BEGIN Stored data
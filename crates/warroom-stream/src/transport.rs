use std::collections::VecDeque;
use std::pin::Pin;
use std::time::Duration;

use futures::StreamExt as _;
use futures::stream;
use tracing::debug;

use crate::errors::StreamError;

/// Response body as raw byte chunks.
pub type ByteStream =
    Pin<Box<dyn futures::Stream<Item = Result<bytes::Bytes, StreamError>> + Send + 'static>>;

/// Outbound request handed to a [`Transport`].
#[derive(Clone, Debug, PartialEq)]
pub struct TransportRequest {
    pub url: String,
    pub body: serde_json::Value,
    /// Sent as `Authorization: Bearer <token>` when present.
    pub bearer_token: Option<String>,
    pub timeout: Option<Duration>,
}

/// Opens a streaming response for a request.
///
/// Implementations must fail with [`StreamError::Transport`] when the
/// connection cannot be opened or the backend answers with a non-success
/// status, before any body bytes are yielded. No retries are performed.
#[async_trait::async_trait]
pub trait Transport: Send + Sync {
    async fn open(&self, request: TransportRequest) -> Result<ByteStream, StreamError>;
}

/// [`Transport`] backed by `reqwest`.
#[derive(Clone, Debug)]
pub struct HttpTransport {
    client: reqwest::Client,
}

impl HttpTransport {
    pub fn new() -> Result<Self, StreamError> {
        let client = reqwest::Client::builder()
            .build()
            .map_err(|e| StreamError::Config(format!("failed to build HTTP client: {e}")))?;
        Ok(Self { client })
    }

    /// Uses a preconfigured client (proxies, custom TLS, ...).
    pub fn with_client(client: reqwest::Client) -> Self {
        Self { client }
    }
}

#[async_trait::async_trait]
impl Transport for HttpTransport {
    async fn open(&self, request: TransportRequest) -> Result<ByteStream, StreamError> {
        let mut http_req = self
            .client
            .post(&request.url)
            .header(reqwest::header::ACCEPT, "text/event-stream")
            .json(&request.body);
        if let Some(token) = request.bearer_token.as_deref() {
            http_req = http_req.bearer_auth(token);
        }
        if let Some(timeout) = request.timeout {
            http_req = http_req.timeout(timeout);
        }

        let response = http_req.send().await.map_err(|e| {
            StreamError::transport(format!("request to {} failed: {e}", request.url))
        })?;
        let status = response.status();
        if !status.is_success() {
            let body = response
                .text()
                .await
                .unwrap_or_else(|_| "<unreadable body>".to_string());
            return Err(StreamError::http_status(
                status.as_u16(),
                format!(
                    "backend responded with status {status}: {}",
                    crate::frame::error_body_message(&body)
                ),
            ));
        }
        debug!(url = %request.url, %status, "stream opened");

        let stream = response
            .bytes_stream()
            .map(|chunk| chunk.map_err(|e| StreamError::transport(format!("stream read failed: {e}"))));
        Ok(Box::pin(stream))
    }
}

/// Incremental UTF-8 decoder that splits text into lines.
///
/// Bytes of a multi-byte character split across chunks are held back until
/// the character is complete; invalid sequences decode to U+FFFD. A partial
/// line stays buffered until its newline arrives or [`finish`] is called.
///
/// [`finish`]: LineDecoder::finish
#[derive(Debug, Default)]
pub struct LineDecoder {
    bytes: Vec<u8>,
    text: String,
}

impl LineDecoder {
    /// Feeds one body chunk and returns every line it completed.
    pub fn push_chunk(&mut self, chunk: &[u8]) -> Vec<String> {
        self.bytes.extend_from_slice(chunk);
        self.decode_available();
        self.take_lines()
    }

    /// Flushes buffered input at end of stream.
    pub fn finish(&mut self) -> Option<String> {
        if !self.bytes.is_empty() {
            self.text.push_str(&String::from_utf8_lossy(&self.bytes));
            self.bytes.clear();
        }
        if self.text.is_empty() {
            return None;
        }
        let mut line = std::mem::take(&mut self.text);
        if line.ends_with('\r') {
            line.pop();
        }
        Some(line)
    }

    fn decode_available(&mut self) {
        loop {
            match std::str::from_utf8(&self.bytes) {
                Ok(text) => {
                    self.text.push_str(text);
                    self.bytes.clear();
                    return;
                }
                Err(err) => {
                    let valid = err.valid_up_to();
                    if let Ok(text) = std::str::from_utf8(&self.bytes[..valid]) {
                        self.text.push_str(text);
                    }
                    match err.error_len() {
                        // Incomplete sequence at the end: wait for more bytes.
                        None => {
                            self.bytes.drain(..valid);
                            return;
                        }
                        Some(len) => {
                            self.text.push(char::REPLACEMENT_CHARACTER);
                            self.bytes.drain(..valid + len);
                        }
                    }
                }
            }
        }
    }

    fn take_lines(&mut self) -> Vec<String> {
        let mut lines = Vec::new();
        while let Some(idx) = self.text.find('\n') {
            let mut line: String = self.text.drain(..=idx).collect();
            line.pop();
            if line.ends_with('\r') {
                line.pop();
            }
            lines.push(line);
        }
        lines
    }
}

/// Turns a byte stream into a lazy, single-pass stream of lines.
///
/// A read error is yielded once and ends the stream.
pub fn line_stream(
    bytes: ByteStream,
) -> impl futures::Stream<Item = Result<String, StreamError>> + Send {
    struct State {
        bytes: ByteStream,
        decoder: LineDecoder,
        pending: VecDeque<String>,
        done: bool,
    }

    stream::try_unfold(
        State {
            bytes,
            decoder: LineDecoder::default(),
            pending: VecDeque::new(),
            done: false,
        },
        |mut state| async move {
            loop {
                if let Some(line) = state.pending.pop_front() {
                    return Ok(Some((line, state)));
                }
                if state.done {
                    return Ok(None);
                }

                match state.bytes.next().await {
                    Some(Ok(chunk)) => {
                        let lines = state.decoder.push_chunk(&chunk);
                        state.pending.extend(lines);
                    }
                    Some(Err(err)) => return Err(err),
                    None => {
                        state.done = true;
                        state.pending.extend(state.decoder.finish());
                    }
                }
            }
        },
    )
}

#[cfg(test)]
mod tests {
    use super::*;

    fn byte_stream(chunks: Vec<Result<&'static [u8], StreamError>>) -> ByteStream {
        Box::pin(stream::iter(
            chunks
                .into_iter()
                .map(|c| c.map(bytes::Bytes::from_static))
                .collect::<Vec<_>>(),
        ))
    }

    #[test]
    fn partial_line_is_carried_to_next_chunk() {
        let mut decoder = LineDecoder::default();
        assert!(decoder.push_chunk(b"data: {\"type\":\"chunk\",\"con").is_empty());
        assert_eq!(
            decoder.push_chunk(b"tent\":\"hi\"}\r\ndata: [DO"),
            vec!["data: {\"type\":\"chunk\",\"content\":\"hi\"}".to_string()]
        );
        assert_eq!(decoder.push_chunk(b"NE]\n"), vec!["data: [DONE]".to_string()]);
        assert_eq!(decoder.finish(), None);
    }

    #[test]
    fn multibyte_character_split_across_chunks() {
        let text = "caf\u{e9} \u{2122}\n";
        let bytes = text.as_bytes();
        // Split inside the two-byte é and again inside the three-byte ™.
        let e_acute = text.find('\u{e9}').expect("é");
        let trademark = text.find('\u{2122}').expect("™");
        let mut decoder = LineDecoder::default();
        assert!(decoder.push_chunk(&bytes[..e_acute + 1]).is_empty());
        assert!(decoder.push_chunk(&bytes[e_acute + 1..trademark + 2]).is_empty());
        let lines = decoder.push_chunk(&bytes[trademark + 2..]);
        assert_eq!(lines, vec!["caf\u{e9} \u{2122}".to_string()]);
    }

    #[test]
    fn invalid_bytes_become_replacement_characters() {
        let mut decoder = LineDecoder::default();
        let lines = decoder.push_chunk(b"a\xffb\n");
        assert_eq!(lines, vec!["a\u{fffd}b".to_string()]);
    }

    #[test]
    fn finish_flushes_unterminated_line() {
        let mut decoder = LineDecoder::default();
        assert!(decoder.push_chunk(b"{\"type\":\"complete\"}").is_empty());
        assert_eq!(decoder.finish(), Some("{\"type\":\"complete\"}".to_string()));
        assert_eq!(decoder.finish(), None);
    }

    #[tokio::test]
    async fn line_stream_yields_lines_in_order() {
        let lines: Vec<String> = line_stream(byte_stream(vec![
            Ok(&b"one\ntw"[..]),
            Ok(&b"o\n"[..]),
            Ok(&b"three"[..]),
        ]))
        .map(|l| l.expect("line"))
        .collect()
        .await;
        assert_eq!(lines, vec!["one", "two", "three"]);
    }

    #[tokio::test]
    async fn line_stream_ends_after_read_error() {
        let results: Vec<Result<String, StreamError>> = line_stream(byte_stream(vec![
            Ok(&b"one\n"[..]),
            Err(StreamError::transport("connection reset")),
            Ok(&b"never\n"[..]),
        ]))
        .collect()
        .await;
        assert_eq!(results.len(), 2);
        assert_eq!(results[0], Ok("one".to_string()));
        assert!(matches!(&results[1], Err(StreamError::Transport { message, .. }) if message == "connection reset"));
    }
}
END Stored data
Out of the records, collect only those lines that contain the string "futures".

use futures::StreamExt as _;
use futures::stream;
    Pin<Box<dyn futures::Stream<Item = Result<bytes::Bytes, StreamError>> + Send + 'static>>;
) -> impl futures::Stream<Item = Result<String, StreamError>> + Send {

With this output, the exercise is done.